## WORK ITEM
Among the entries that follow, count the lines that contain the word "UserAgentManager" and say how many there are, writing nothing else.
++++
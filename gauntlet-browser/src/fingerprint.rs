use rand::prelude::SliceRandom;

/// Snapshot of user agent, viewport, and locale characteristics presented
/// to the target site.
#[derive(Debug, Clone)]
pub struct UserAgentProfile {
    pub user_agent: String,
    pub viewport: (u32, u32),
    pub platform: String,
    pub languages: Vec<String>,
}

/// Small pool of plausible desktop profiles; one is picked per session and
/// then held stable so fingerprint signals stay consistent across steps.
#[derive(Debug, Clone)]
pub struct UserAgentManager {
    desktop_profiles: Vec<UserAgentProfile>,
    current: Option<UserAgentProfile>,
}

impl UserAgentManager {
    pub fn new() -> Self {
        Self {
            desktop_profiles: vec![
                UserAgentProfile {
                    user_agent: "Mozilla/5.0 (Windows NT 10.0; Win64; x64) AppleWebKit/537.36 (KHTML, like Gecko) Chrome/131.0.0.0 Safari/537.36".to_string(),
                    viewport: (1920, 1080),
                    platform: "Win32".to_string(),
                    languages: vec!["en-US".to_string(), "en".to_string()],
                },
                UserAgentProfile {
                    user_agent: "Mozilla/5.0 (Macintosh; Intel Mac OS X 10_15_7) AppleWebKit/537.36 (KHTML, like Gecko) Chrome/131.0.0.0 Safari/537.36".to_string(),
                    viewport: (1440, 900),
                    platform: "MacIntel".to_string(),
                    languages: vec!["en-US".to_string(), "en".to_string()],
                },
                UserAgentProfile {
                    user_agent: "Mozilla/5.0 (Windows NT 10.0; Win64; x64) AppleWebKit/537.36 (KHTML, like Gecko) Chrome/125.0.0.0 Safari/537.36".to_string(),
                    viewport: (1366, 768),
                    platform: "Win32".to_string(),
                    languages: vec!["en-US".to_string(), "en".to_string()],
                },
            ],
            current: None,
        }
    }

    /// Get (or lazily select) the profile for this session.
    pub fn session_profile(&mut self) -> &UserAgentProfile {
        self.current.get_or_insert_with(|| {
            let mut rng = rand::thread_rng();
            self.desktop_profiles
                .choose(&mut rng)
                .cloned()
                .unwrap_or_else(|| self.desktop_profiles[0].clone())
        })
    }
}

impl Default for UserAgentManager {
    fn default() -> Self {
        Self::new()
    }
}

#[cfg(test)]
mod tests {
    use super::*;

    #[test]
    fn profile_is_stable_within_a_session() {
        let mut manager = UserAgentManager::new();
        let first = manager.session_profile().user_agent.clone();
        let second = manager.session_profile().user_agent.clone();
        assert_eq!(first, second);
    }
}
++++
## YOUR RESPONSE
4